→ **TASK STATEMENT**: As the lines appear below, please set them down exactly, starting at the first and finishing with the one containing "Number of consecutive".

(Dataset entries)
__________

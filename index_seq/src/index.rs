//! Stack-allocated container for an i7/i5 index sequence.

use crate::array::{ArrayContent, ByteArray};
use crate::Base;

const UPPER_ACGTN: &[u8; 5] = b"ACGTN";

/// Longest index sequence accepted, in bases.
pub const MAX_INDEX_LEN: usize = 32;

#[derive(Clone, Copy, PartialOrd, Ord, PartialEq, Eq)]
pub struct IndexSeqContents;

impl ArrayContent for IndexSeqContents {
    /// Index sequences are stored upper-cased.
    fn normalize(byte: u8) -> u8 {
        byte.to_ascii_uppercase()
    }

    fn is_valid(byte: u8) -> bool {
        UPPER_ACGTN.contains(&byte)
    }

    fn expected_contents() -> &'static str {
        "An [ACGTN]* string"
    }
}

/// An index sequence guaranteed to contain only upper-case "ACGTN",
/// up to [`MAX_INDEX_LEN`] bases long.
pub type IndexSeq = ByteArray<IndexSeqContents, MAX_INDEX_LEN>;

impl IndexSeq {
    /// A synonym for as_bytes().
    pub fn seq(&self) -> &[u8] {
        self.as_bytes()
    }

    /// Return the reverse-complement sequence.
    pub fn revcomp(&self) -> Self {
        IndexSeq::from_iter_unchecked(
            self.iter()
                .rev()
                .map(|&c| Base::try_from(c).map_or(b'N', |b| b.complement().as_byte())),
        )
    }

    /// Hamming distance over the overlap with `other`.
    pub fn distance(&self, other: &IndexSeq) -> usize {
        crate::hamming_distance(self, other)
    }

    /// Number of consecutive copies of `base` at the start of the sequence,
    /// looking at no more than `window` positions.
    pub fn leading_count(&self, base: Base, window: usize) -> usize {
        self.iter()
            .take(window)
            .take_while(|&&c| c == base.as_byte())
            .count()
    }
}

__________

→ **RESPONSE AREA**:
filename index_seq/src/index.rs
//! Stack-allocated container for an i7/i5 index sequence.

use crate::array::{ArrayContent, ByteArray};
use crate::Base;

const UPPER_ACGTN: &[u8; 5] = b"ACGTN";

/// Longest index sequence accepted, in bases.
pub const MAX_INDEX_LEN: usize = 32;

#[derive(Clone, Copy, PartialOrd, Ord, PartialEq, Eq)]
pub struct IndexSeqContents;

impl ArrayContent for IndexSeqContents {
    /// Index sequences are stored upper-cased.
    fn normalize(byte: u8) -> u8 {
        byte.to_ascii_uppercase()
    }

    fn is_valid(byte: u8) -> bool {
        UPPER_ACGTN.contains(&byte)
    }

    fn expected_contents() -> &'static str {
        "An [ACGTN]* string"
    }
}

/// An index sequence guaranteed to contain only upper-case "ACGTN",
/// up to [`MAX_INDEX_LEN`] bases long.
pub type IndexSeq = ByteArray<IndexSeqContents, MAX_INDEX_LEN>;

impl IndexSeq {
    /// A synonym for as_bytes().
    pub fn seq(&self) -> &[u8] {
        self.as_bytes()
    }

    /// Return the reverse-complement sequence.
    pub fn revcomp(&self) -> Self {
        IndexSeq::from_iter_unchecked(
            self.iter()
                .rev()
                .map(|&c| Base::try_from(c).map_or(b'N', |b| b.complement().as_byte())),
        )
    }

    /// Hamming distance over the overlap with `other`.
    pub fn distance(&self, other: &IndexSeq) -> usize {
        crate::hamming_distance(self, other)
    }

    /// Number of consecutive copies of `base` at the start of the sequence,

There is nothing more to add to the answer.